Earth Potential Rise - High-voltage Protection of Telecommunication Circuits

High-voltage Protection of Telecommunication Circuits

To protect wired communication and control circuits in sub stations, protective devices must be applied. High voltage can damage equipment and present a danger to personnel. Isolation devices prevent high voltages and currents from propagating from the sub station towards the telephone company's central office. Circuits may be isolated by transformers or using non-conductive fiber optic coupling. Surge arresting devices such as carbon blocks or gas tube shunts to ground do not isolate the circuit but divert high voltage currents from the protected circuit. This type of protection will not fully protect against the hazards of high voltage faults and lightning strikes.

Telecommunication standards define a "zone of influence" around a substation, inside of which, equipment and circuits must be protected from the effect of ground potential rise. In North American practice, the zone of influence is considered to be bounded by the "300 volt point", which is the point along a telecommunications circuit at which the GPR reaches 300 volts with respect to distant earth. The 300 volt point defining a zone of influence around a sub station is dependent on the ground resistivity in ohms, the amount of fault current in amperes. It will define a boundary a certain distance from the ground grid of the sub station. Each sub station has its own zone of influence since the variables explained above are different for each location.

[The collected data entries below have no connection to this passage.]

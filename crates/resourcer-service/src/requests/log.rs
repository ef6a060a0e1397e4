use std::collections::VecDeque;
use std::fmt;
use std::sync::Mutex;

use chrono::{SecondsFormat, Utc};
use serde::Deserialize;

/// How a [`RequestHandler`](super::RequestHandler) reports what it is doing.
#[derive(Clone, Copy, Debug, Default, Deserialize, PartialEq, Eq)]
#[serde(rename_all = "lowercase")]
pub enum LogMode {
    /// Keep recent lines in memory and emit them when a request fails for good.
    Buffer,
    /// Emit every line immediately.
    Direct,
    /// Do not log.
    #[default]
    None,
}

/// Logs a line to the `log` of a handler's shared state.
macro_rules! request_log {
    ($shared:expr, $($arg:tt)+) => {
        $shared.log.log(format_args!($($arg)+))
    };
}

const BUFFER_CAPACITY: usize = 1000;

/// The per-handler log.
#[derive(Debug)]
pub(crate) struct RequestLog {
    name: String,
    mode: LogMode,
    buffer: Mutex<VecDeque<String>>,
}

impl RequestLog {
    pub fn new(name: impl Into<String>, mode: LogMode) -> Self {
        Self {
            name: name.into(),
            mode,
            buffer: Mutex::new(VecDeque::new()),
        }
    }

    pub fn log(&self, args: fmt::Arguments<'_>) {
        match self.mode {
            LogMode::None => {}
            LogMode::Direct => tracing::debug!(handler = %self.name, "{}", args),
            LogMode::Buffer => {
                let line = format!(
                    "{} {}",
                    Utc::now().to_rfc3339_opts(SecondsFormat::Millis, true),
                    args
                );
                let mut buffer = self.buffer.lock().unwrap();
                if buffer.len() == BUFFER_CAPACITY {
                    buffer.pop_front();
                }
                buffer.push_back(line);
            }
        }
    }

    /// Emits the buffered lines at warn level, e.g. after a request failed for good.
    pub fn flush(&self, reason: &str) {
        if self.mode != LogMode::Buffer {
            return;
        }
        let lines = self.lines();
        tracing::warn!(
            handler = %self.name,
            lines = lines.len(),
            "{reason}\n{}",
            lines.join("\n")
        );
    }

    pub fn lines(&self) -> Vec<String> {
        self.buffer.lock().unwrap().iter().cloned().collect()
    }
}
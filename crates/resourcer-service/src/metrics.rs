//! Provides access to the metrics sytem.
use std::collections::BTreeMap;
use std::net::ToSocketAddrs;
use std::ops::Deref;
use std::sync::OnceLock;

use anyhow::{Context, Result};
use cadence::{Metric, MetricBuilder, StatsdClient, UdpMetricSink};

static METRICS_CLIENT: OnceLock<MetricsClient> = OnceLock::new();

/// The metrics prelude that is necessary to use the client.
pub mod prelude {
    pub use cadence::prelude::*;
}

#[derive(Debug)]
pub struct MetricsClient {
    /// The raw statsd client.
    pub statsd_client: StatsdClient,

    /// A collection of tags and values that will be sent with every metric.
    tags: BTreeMap<String, String>,
}

impl MetricsClient {
    #[inline(always)]
    pub fn send_metric<'a, T>(&'a self, mut metric: MetricBuilder<'a, '_, T>)
    where
        T: Metric + From<String>,
    {
        for (tag, value) in self.tags.iter() {
            metric = metric.with_tag(tag, value);
        }
        metric.send()
    }
}

impl Deref for MetricsClient {
    type Target = StatsdClient;

    fn deref(&self) -> &Self::Target {
        &self.statsd_client
    }
}

/// Tell the metrics system to report to statsd.
///
/// Only the first call has an effect.
pub fn configure_statsd<A: ToSocketAddrs>(
    prefix: &str,
    host: A,
    tags: BTreeMap<String, String>,
) -> Result<()> {
    let addrs: Vec<_> = host
        .to_socket_addrs()
        .context("failed to resolve statsd host")?
        .collect();
    if let Some(addr) = addrs.first() {
        tracing::info!("Reporting metrics to statsd at {}", addr);
    }
    let socket = std::net::UdpSocket::bind("0.0.0.0:0").context("failed to bind statsd socket")?;
    socket.set_nonblocking(true)?;
    let sink = UdpMetricSink::from(&addrs[..], socket).context("failed to create statsd sink")?;
    let statsd_client = StatsdClient::from_sink(prefix, sink);

    if METRICS_CLIENT
        .set(MetricsClient {
            statsd_client,
            tags,
        })
        .is_err()
    {
        tracing::warn!("Metrics were already configured");
    }
    Ok(())
}

/// Invoke a callback with the current statsd client.
///
/// If statsd is not configured the callback is not invoked. For the most part
/// the [`metric!`](crate::metric) macro should be used instead.
#[inline(always)]
pub fn with_client<F, R>(f: F) -> R
where
    F: FnOnce(&MetricsClient) -> R,
    R: Default,
{
    match METRICS_CLIENT.get() {
        Some(client) => f(client),
        None => Default::default(),
    }
}

/// Emits a metric.
#[macro_export]
macro_rules! metric {
    // counters
    (counter($id:expr) += $value:expr $(, $k:expr => $v:expr)* $(,)?) => {{
        use $crate::metrics::prelude::*;
        $crate::metrics::with_client(|client| {
            client.send_metric(
                client.count_with_tags($id, $value)
                    $(.with_tag($k, $v))*
            );
        })
    }};

    // gauges
    (gauge($id:expr) = $value:expr $(, $k:expr => $v:expr)* $(,)?) => {{
        use $crate::metrics::prelude::*;
        $crate::metrics::with_client(|client| {
            client.send_metric(
                client.gauge_with_tags($id, $value)
                    $(.with_tag($k, $v))*
            );
        })
    }};

    // timers
    (timer($id:expr) = $value:expr $(, $k:expr => $v:expr)* $(,)?) => {{
        use $crate::metrics::prelude::*;
        $crate::metrics::with_client(|client| {
            client.send_metric(
                client.time_with_tags($id, $value)
                    $(.with_tag($k, $v))*
            );
        })
    }};
}
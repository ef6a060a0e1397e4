/// Guard that runs a closure when dropped.
pub struct DeferGuard<F: FnOnce()>(Option<F>);

impl<F: FnOnce()> Drop for DeferGuard<F> {
    fn drop(&mut self) {
        if let Some(f) = self.0.take() {
            f()
        }
    }
}

/// Defers a closure, returning a `DeferGuard` that will
/// run it when dropped.
pub fn defer<F: FnOnce()>(f: F) -> DeferGuard<F> {
    DeferGuard(Some(f))
}
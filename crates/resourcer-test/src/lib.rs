//! Helpers for testing request handlers against real HTTP endpoints.
//!
//! When writing tests, keep the following points in mind:
//!
//!  - In every test, call [`setup`]. This will set up the logger so that all console output
//!    is captured by the test runner.
//!
//!  - When using [`ApiServer`], make sure that the server is held until all requests to the
//!    server have been made. If the server is dropped, the ports remain open and all
//!    connections to it will time out. To avoid this, assign it to a variable:
//!    `let server = ApiServer::new();`.

use std::collections::BTreeMap;
use std::net::SocketAddr;
use std::sync::{Arc, Mutex};
use std::time::Duration;

use axum::extract::{self, State};
use axum::http::{HeaderMap, StatusCode, header};
use axum::response::{IntoResponse, Response};
use axum::routing::get;
use axum::{Json, Router, middleware};
use chrono::{DateTime, Utc};
use jsonwebtoken::{DecodingKey, EncodingKey, Header, Validation};
use serde::{Deserialize, Serialize};
use tracing_subscriber::filter::EnvFilter;
use tracing_subscriber::fmt::fmt;
use url::Url;

/// The secret all test tokens are signed with.
pub const JWT_SECRET: &[u8] = b"resourcer-test-secret";

/// Setup the test environment.
///
///  - Initializes logs: The logger only captures logs from the `resourcer_service` crate and
///    mutes all other logs.
pub fn setup() {
    fmt()
        .with_env_filter(EnvFilter::new("resourcer_service=trace"))
        .with_target(false)
        .pretty()
        .with_test_writer()
        .try_init()
        .ok();
}

#[derive(Debug, Serialize, Deserialize)]
struct Claims {
    sub: String,
    #[serde(default, skip_serializing_if = "Option::is_none")]
    exp: Option<i64>,
}

/// Creates a token for `subject` signed with [`JWT_SECRET`], expiring at `exp`.
pub fn make_jwt(subject: &str, exp: Option<DateTime<Utc>>) -> String {
    let claims = Claims {
        sub: subject.to_owned(),
        exp: exp.map(|exp| exp.timestamp()),
    };
    jsonwebtoken::encode(
        &Header::default(),
        &claims,
        &EncodingKey::from_secret(JWT_SECRET),
    )
    .unwrap()
}

/// A test server that binds to a random port and serves a web app.
///
/// This server requires a `tokio` runtime and is supposed to be run in a `tokio::test`. It
/// automatically stops serving when dropped.
#[derive(Debug)]
pub struct Server {
    pub handle: tokio::task::JoinHandle<()>,
    pub socket: SocketAddr,
}

impl Server {
    /// Creates a new test server serving `router`.
    pub fn with_router(router: Router) -> Self {
        let listener = std::net::TcpListener::bind(SocketAddr::from(([127, 0, 0, 1], 0))).unwrap();
        listener.set_nonblocking(true).unwrap();
        let socket = listener.local_addr().unwrap();
        let listener = tokio::net::TcpListener::from_std(listener).unwrap();

        let handle = tokio::spawn(async move {
            axum::serve(listener, router).await.unwrap();
        });

        Self { handle, socket }
    }

    /// Returns the socket address that this server listens on.
    pub fn addr(&self) -> SocketAddr {
        self.socket
    }

    /// Returns the port that this server listens on.
    pub fn port(&self) -> u16 {
        self.addr().port()
    }

    /// Returns a full URL pointing to the given path.
    ///
    /// This URL uses `localhost` as hostname.
    pub fn url(&self, path: &str) -> Url {
        let path = path.trim_start_matches('/');
        format!("http://localhost:{}/{}", self.port(), path)
            .parse()
            .unwrap()
    }
}

impl Drop for Server {
    fn drop(&mut self) {
        self.handle.abort();
    }
}

/// An item served by [`ApiServer`].
#[derive(Debug, Clone, PartialEq, Eq, Serialize, Deserialize)]
pub struct Item {
    pub id: String,
    /// Who the token presented for this item was issued to.
    pub owner: String,
    /// How often the item was served so far, including this time.
    pub served: usize,
}

#[derive(Debug, Serialize)]
struct ServerTime {
    now: f64,
}

type Hits = Arc<Mutex<BTreeMap<String, usize>>>;

#[derive(Clone)]
struct ApiState {
    hits: Hits,
    served: Arc<Mutex<BTreeMap<String, usize>>>,
    clock_offset: chrono::TimeDelta,
}

/// A fake API with authorized items, a time endpoint and failure modes.
///
/// - `/items/:id` serves an [`Item`] when presented a valid, unexpired bearer token signed with
///   [`JWT_SECRET`], and `401` otherwise. The id `missing` is always `404`.
/// - `/time` answers `{"now": <seconds>}`, shifted by the configured clock offset.
/// - `/respond_statuscode/:num` answers with the given status. `429` comes with
///   `Retry-After: 2`.
/// - `/delay/:millis` answers an item after the given delay.
/// - `/garbage` answers a body which is not JSON.
pub struct ApiServer {
    server: Server,
    hits: Hits,
}

impl ApiServer {
    pub fn new() -> Self {
        Self::with_clock_offset(chrono::TimeDelta::zero())
    }

    /// A server whose clock is `offset` ahead of the local one.
    pub fn with_clock_offset(offset: chrono::TimeDelta) -> Self {
        let hits = Hits::default();
        let state = ApiState {
            hits: Arc::clone(&hits),
            served: Default::default(),
            clock_offset: offset,
        };

        let router = Router::new()
            .route("/items/:id", get(item))
            .route("/time", get(time))
            .route(
                "/respond_statuscode/:num",
                get(|extract::Path(num): extract::Path<u16>| async move {
                    let status = StatusCode::from_u16(num).unwrap_or(StatusCode::INTERNAL_SERVER_ERROR);
                    if status == StatusCode::TOO_MANY_REQUESTS {
                        (status, [(header::RETRY_AFTER, "2")]).into_response()
                    } else {
                        status.into_response()
                    }
                }),
            )
            .route(
                "/delay/:millis",
                get(|extract::Path(millis): extract::Path<u64>| async move {
                    tokio::time::sleep(Duration::from_millis(millis)).await;
                    Json(Item {
                        id: "delayed".into(),
                        owner: String::new(),
                        served: 1,
                    })
                }),
            )
            .route("/garbage", get(|| async { "this is not json" }))
            .layer(middleware::from_fn_with_state(state.clone(), count_hits))
            .with_state(state);

        Self {
            server: Server::with_router(router),
            hits,
        }
    }

    pub fn url(&self, path: &str) -> Url {
        self.server.url(path)
    }

    /// The number of requests served since the last call.
    pub fn accesses(&self) -> usize {
        let map = std::mem::take(&mut *self.hits.lock().unwrap());
        map.into_values().sum()
    }

    /// Requests per path served since the last call.
    pub fn all_hits(&self) -> Vec<(String, usize)> {
        let map = std::mem::take(&mut *self.hits.lock().unwrap());
        map.into_iter().collect()
    }
}

impl Default for ApiServer {
    fn default() -> Self {
        Self::new()
    }
}

async fn count_hits(
    State(state): State<ApiState>,
    extract::OriginalUri(uri): extract::OriginalUri,
    request: extract::Request,
    next: middleware::Next,
) -> Response {
    {
        let mut hits = state.hits.lock().unwrap();
        *hits.entry(uri.path().to_owned()).or_default() += 1;
    }
    next.run(request).await
}

async fn item(
    State(state): State<ApiState>,
    extract::Path(id): extract::Path<String>,
    headers: HeaderMap,
) -> Response {
    if id == "missing" {
        return StatusCode::NOT_FOUND.into_response();
    }

    let token = headers
        .get(header::AUTHORIZATION)
        .and_then(|value| value.to_str().ok())
        .and_then(|value| value.strip_prefix("Bearer "));
    let Some(token) = token else {
        return StatusCode::UNAUTHORIZED.into_response();
    };

    let mut validation = Validation::default();
    validation.leeway = 0;
    validation.required_spec_claims.clear();
    let claims = match jsonwebtoken::decode::<Claims>(
        token,
        &DecodingKey::from_secret(JWT_SECRET),
        &validation,
    ) {
        Ok(data) => data.claims,
        Err(_) => return StatusCode::UNAUTHORIZED.into_response(),
    };

    let served = {
        let mut served = state.served.lock().unwrap();
        let served = served.entry(id.clone()).or_default();
        *served += 1;
        *served
    };

    Json(Item {
        id,
        owner: claims.sub,
        served,
    })
    .into_response()
}

async fn time(State(state): State<ApiState>) -> Json<ServerTime> {
    let now = Utc::now() + state.clock_offset;
    Json(ServerTime {
        now: now.timestamp_millis() as f64 / 1000.0,
    })
}
//! Wiring of the whole run, from input files to output files.

use crate::aggregate::{AggregateFilter, AggregateRemovals};
use crate::classifier::{scan_reads, ScanShard, TagClassifier};
use crate::io::{fastq_records, write_aggregate_report};
use crate::matrix::CountMatrix;
use crate::parameters::TagParameters;
use crate::summary::SummaryStats;
use anyhow::{Context, Result};
use barcode::{MismatchTable, ReadPattern, TagReference, Whitelist, TAG_BARCODE_CODE};
use log::info;
use metric::JsonReport;
use std::path::PathBuf;
use umi::CollapsedTable;

/// Name of the assay the statistics file is filed under.
pub const ASSAY: &str = "sccite";

#[derive(Clone, Debug)]
pub struct TagBarcodeArgs {
    /// R2 FASTQ holding the tag barcodes, read names carry `BARCODE:UMI`.
    pub fq: PathBuf,
    pub tag_barcode_fasta: PathBuf,
    pub r2_pattern: String,
    /// Cell barcodes called upstream, one per line.
    pub match_barcode: PathBuf,
    pub sample: String,
    pub outdir: PathBuf,
    pub parameters: Option<PathBuf>,
    /// Overrides `threads` of the parameters file when set.
    pub threads: Option<usize>,
}

#[derive(Clone, Debug)]
pub struct TagBarcodeOutputs {
    pub raw_matrix: PathBuf,
    pub filtered_matrix: PathBuf,
    pub aggregate_barcodes: PathBuf,
    pub stats: PathBuf,
    pub scan: ScanShard,
    pub collapsed: CollapsedTable,
    pub filtered: CollapsedTable,
    pub removals: AggregateRemovals,
    pub summary: SummaryStats,
}

pub struct TagBarcodePipeline;

impl TagBarcodePipeline {
    pub fn run(args: &TagBarcodeArgs) -> Result<TagBarcodeOutputs> {
        let mut params = TagParameters::load(args.parameters.as_deref())?;
        if let Some(threads) = args.threads {
            params.threads = threads;
        }

        let reference = TagReference::from_fasta(&args.tag_barcode_fasta)?;
        info!(
            "loaded {} tag barcodes of length {} from {}",
            reference.len(),
            reference.barcode_len(),
            args.tag_barcode_fasta.display()
        );
        let pattern: ReadPattern = args.r2_pattern.parse()?;
        let slice = pattern.first_slice(TAG_BARCODE_CODE)?;
        let whitelist = Whitelist::from_path(&args.match_barcode)?;
        info!(
            "loaded {} cell barcodes from {}",
            whitelist.len(),
            args.match_barcode.display()
        );
        let table = MismatchTable::build(&reference, params.max_mismatches);
        info!(
            "{} tag barcode variants within {} mismatches",
            table.len(),
            table.max_mismatches()
        );
        let classifier = TagClassifier::new(
            &table,
            &whitelist,
            slice,
            reference.barcode_len(),
            pattern.as_str(),
        )?;

        let pool = rayon::ThreadPoolBuilder::new()
            .num_threads(params.threads)
            .build()?;
        let reads = fastq_records(&args.fq)?;
        let scan = pool
            .install(|| scan_reads(reads, &classifier, params.chunk_size))
            .with_context(|| format!("Error scanning {}", args.fq.display()))?;
        info!(
            "{} reads, {} tag reads, {} tag reads in cells",
            scan.total_reads.count(),
            scan.tag_reads.count(),
            scan.incell_reads.count()
        );

        let collapsed = scan.umis.collapse();
        let totals = collapsed.antibody_totals();
        let (filtered, removals) = AggregateFilter::new(
            params.aggregate_count_threshold,
            params.aggregate_fraction_threshold,
        )
        .fraction_decimals(params.removal_fraction_decimals)
        .filter(&collapsed, &totals);
        let summary = SummaryStats::compute(
            &scan,
            &collapsed,
            whitelist.len(),
            &removals,
            params.percent_decimals,
        )?;

        std::fs::create_dir_all(&args.outdir)
            .with_context(|| args.outdir.display().to_string())?;
        let out = |suffix: &str| args.outdir.join(format!("{}.{suffix}", args.sample));
        let raw_matrix = out("tag_barcode.raw.csv.gz");
        let filtered_matrix = out("tag_barcode.filtered.csv.gz");
        let aggregate_barcodes = out("aggregate_barcodes.csv");
        let stats = out(&format!("{ASSAY}.tag_barcode.stats.json"));

        CountMatrix::new(&collapsed, &reference, &whitelist).write_csv_gz(&raw_matrix)?;
        CountMatrix::new(&filtered, &reference, &whitelist).write_csv_gz(&filtered_matrix)?;
        write_aggregate_report(&aggregate_barcodes, &removals.0, &whitelist, &reference)?;
        summary.report(&stats)?;
        for path in [&raw_matrix, &filtered_matrix, &aggregate_barcodes, &stats] {
            info!("wrote {}", path.display());
        }

        Ok(TagBarcodeOutputs {
            raw_matrix,
            filtered_matrix,
            aggregate_barcodes,
            stats,
            scan,
            collapsed,
            filtered,
            removals,
            summary,
        })
    }
}
//! Sample level statistics of a tag barcode run.

use crate::aggregate::AggregateRemovals;
use crate::classifier::ScanShard;
use crate::errors::TagBarcodeError;
use metric::{JsonReport, JsonReporter};
use serde_json::Value;
use umi::CollapsedTable;

pub const NUMBER_OF_CELLS: &str = "Number of Cells";
pub const FRACTION_TAG_READS: &str = "Fraction Tag Reads";
pub const FRACTION_TAG_READS_IN_CELL: &str = "Fraction Tag Reads in Cell";
pub const MEDIAN_UMI_PER_CELL: &str = "Median UMI per Cell";
pub const AGGREGATE_BARCODES: &str = "Aggregate Barcodes";

/// Raw values; fractions are ratios in [0, 1]. The statistics file shows
/// them as percentages.
#[derive(Clone, Debug, PartialEq)]
pub struct SummaryStats {
    pub number_of_cells: usize,
    pub fraction_tag_reads: f64,
    pub fraction_tag_reads_in_cell: f64,
    /// `None` when no read landed in a whitelisted cell.
    pub median_umi_per_cell: Option<f64>,
    pub aggregate_barcodes: usize,
    percent_decimals: u32,
}

impl SummaryStats {
    /// `collapsed` is the table before aggregate filtering. Cells without
    /// in-cell reads are not part of the median. Only zero reads or zero
    /// tag reads make the statistics degenerate; a run without in-cell reads
    /// has an undefined median but is otherwise valid.
    pub fn compute(
        scan: &ScanShard,
        collapsed: &CollapsedTable,
        num_whitelisted: usize,
        removals: &AggregateRemovals,
        percent_decimals: u32,
    ) -> Result<Self, TagBarcodeError> {
        let degenerate = |metric: &'static str, denominator: &'static str| {
            TagBarcodeError::DegenerateStatistic {
                metric,
                denominator,
            }
        };
        let fraction_tag_reads = scan
            .tag_fraction()
            .fraction()
            .ok_or_else(|| degenerate(FRACTION_TAG_READS, "reads"))?;
        let fraction_tag_reads_in_cell = scan
            .incell_fraction()
            .fraction()
            .ok_or_else(|| degenerate(FRACTION_TAG_READS_IN_CELL, "tag reads"))?;
        let median_umi_per_cell =
            stats::median(collapsed.per_cell_totals().into_iter().map(|(_, n)| n));

        Ok(SummaryStats {
            number_of_cells: num_whitelisted,
            fraction_tag_reads,
            fraction_tag_reads_in_cell,
            median_umi_per_cell,
            aggregate_barcodes: removals.num_barcodes(),
            percent_decimals,
        })
    }
}

impl JsonReport for SummaryStats {
    fn to_json_reporter(&self) -> JsonReporter {
        let mut reporter = JsonReporter::default();
        reporter.insert(NUMBER_OF_CELLS, self.number_of_cells);
        reporter.insert(
            FRACTION_TAG_READS,
            stats::as_percent(self.fraction_tag_reads, self.percent_decimals),
        );
        reporter.insert(
            FRACTION_TAG_READS_IN_CELL,
            stats::as_percent(self.fraction_tag_reads_in_cell, self.percent_decimals),
        );
        reporter.insert(
            MEDIAN_UMI_PER_CELL,
            self.median_umi_per_cell
                .map_or_else(|| Value::from("NaN"), Value::from),
        );
        reporter.insert(AGGREGATE_BARCODES, self.aggregate_barcodes);
        reporter
    }
}

#[cfg(test)]
mod tests {
    use super::*;
    use crate::aggregate::AggregateRemoval;
    use barcode::{CellIdx, TagIdx};
    use metric::CountMetric;
    use pretty_assertions::assert_eq;

    fn scan(total: i64, tag: i64, incell: i64) -> ScanShard {
        ScanShard {
            total_reads: CountMetric::from(total),
            tag_reads: CountMetric::from(tag),
            incell_reads: CountMetric::from(incell),
            ..Default::default()
        }
    }

    fn collapsed(entries: &[(u32, u16, u64)]) -> CollapsedTable {
        entries
            .iter()
            .map(|&(c, t, n)| ((CellIdx(c), TagIdx(t)), n))
            .collect()
    }

    fn removal(cell: u32, tag: u16) -> AggregateRemoval {
        AggregateRemoval {
            cell: CellIdx(cell),
            tag: TagIdx(tag),
            umi_count: 20000,
            total_umi_count: 40000,
            fraction: 0.5,
        }
    }

    #[test]
    fn test_compute() {
        // A:10, B:20, C:30 split over two antibodies
        let table = collapsed(&[(0, 0, 4), (0, 1, 6), (1, 0, 20), (2, 1, 30)]);
        let removals = AggregateRemovals(vec![removal(2, 0), removal(2, 1)]);
        let stats = SummaryStats::compute(&scan(5, 4, 3), &table, 3000, &removals, 2).unwrap();
        assert_eq!(stats.number_of_cells, 3000);
        assert_eq!(stats.fraction_tag_reads, 0.8);
        assert_eq!(stats.fraction_tag_reads_in_cell, 0.75);
        assert_eq!(stats.median_umi_per_cell, Some(20.0));
        assert_eq!(stats.aggregate_barcodes, 1);

        let reporter = stats.to_json_reporter();
        assert_eq!(reporter.get(NUMBER_OF_CELLS), Some(&Value::from(3000)));
        assert_eq!(reporter.get(FRACTION_TAG_READS), Some(&Value::from(80.0)));
        assert_eq!(reporter.get(FRACTION_TAG_READS_IN_CELL), Some(&Value::from(75.0)));
        assert_eq!(reporter.get(MEDIAN_UMI_PER_CELL), Some(&Value::from(20.0)));
        assert_eq!(reporter.get(AGGREGATE_BARCODES), Some(&Value::from(1)));
    }

    #[test]
    fn test_degenerate() {
        let table = collapsed(&[(0, 0, 1)]);
        let none = AggregateRemovals::default();
        assert_eq!(
            SummaryStats::compute(&scan(0, 0, 0), &table, 1, &none, 2),
            Err(TagBarcodeError::DegenerateStatistic {
                metric: FRACTION_TAG_READS,
                denominator: "reads"
            })
        );
        assert_eq!(
            SummaryStats::compute(&scan(10, 0, 0), &table, 1, &none, 2),
            Err(TagBarcodeError::DegenerateStatistic {
                metric: FRACTION_TAG_READS_IN_CELL,
                denominator: "tag reads"
            })
        );
    }

    #[test]
    fn test_no_incell_reads_has_undefined_median() {
        let none = AggregateRemovals::default();
        let stats =
            SummaryStats::compute(&scan(10, 2, 0), &CollapsedTable::default(), 1, &none, 2)
                .unwrap();
        assert_eq!(stats.median_umi_per_cell, None);
        assert_eq!(stats.fraction_tag_reads_in_cell, 0.0);
        let reporter = stats.to_json_reporter();
        assert_eq!(reporter.get(MEDIAN_UMI_PER_CELL), Some(&Value::from("NaN")));
        assert_eq!(reporter.get(FRACTION_TAG_READS_IN_CELL), Some(&Value::from(0.0)));
    }
}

In the UK, the Zone of Influence was historically measured as anywhere within 100m of the boundary of the high voltage compound at a Hot Site. Since 2007, it is allowable to use the Energy Networks Association (ENA) Recommendation S34 ('A Guide for Assessing the Rise of Earth Potential at Substation Sites') to calculate Hot Zone. This is now defined as a contour line marking where the Rise Of Earth Potential (ROEP) exceeds 430V for normal reliability power lines or 650V for high reliability lines. The Zone extends in a radius from any bonded metalwork such as the site earth electrode system and boundary fence. This may effectively reduce the overall size of the Hot Zone. However, strip earth electrodes, and any non-effectively insulated metallic sheath/ armouring of power cables which extend out of this zone would continue to be considered as 'hot' for a distance of 100m from the boundary, for a width of two meters either side of the conductor. It is the responsibility of the owning Electrical Supply Industry (ESI) to calculate the Hot Zone. Openreach (a BT Group company tasked with installing and maintaining the majority of telephone services in the UK) maintains a Hot Site Register, updated every 12 months by voluntarily supplied information from the ESI companies in the UK. Any Openreach engineer working in such an area must be Hot Site trained.

In some circumstances (such as when a 'cold' site is upgraded to 'hot' status), the Zone of Influence may encompass residential or commercial property which is not within the property of the Electrical Supply Industry. In these cases the cost of protecting each telephone circuit may be prohibitively high, so a drainage electrode may be supplied to effectively bring the local Earth Potential back to safe levels.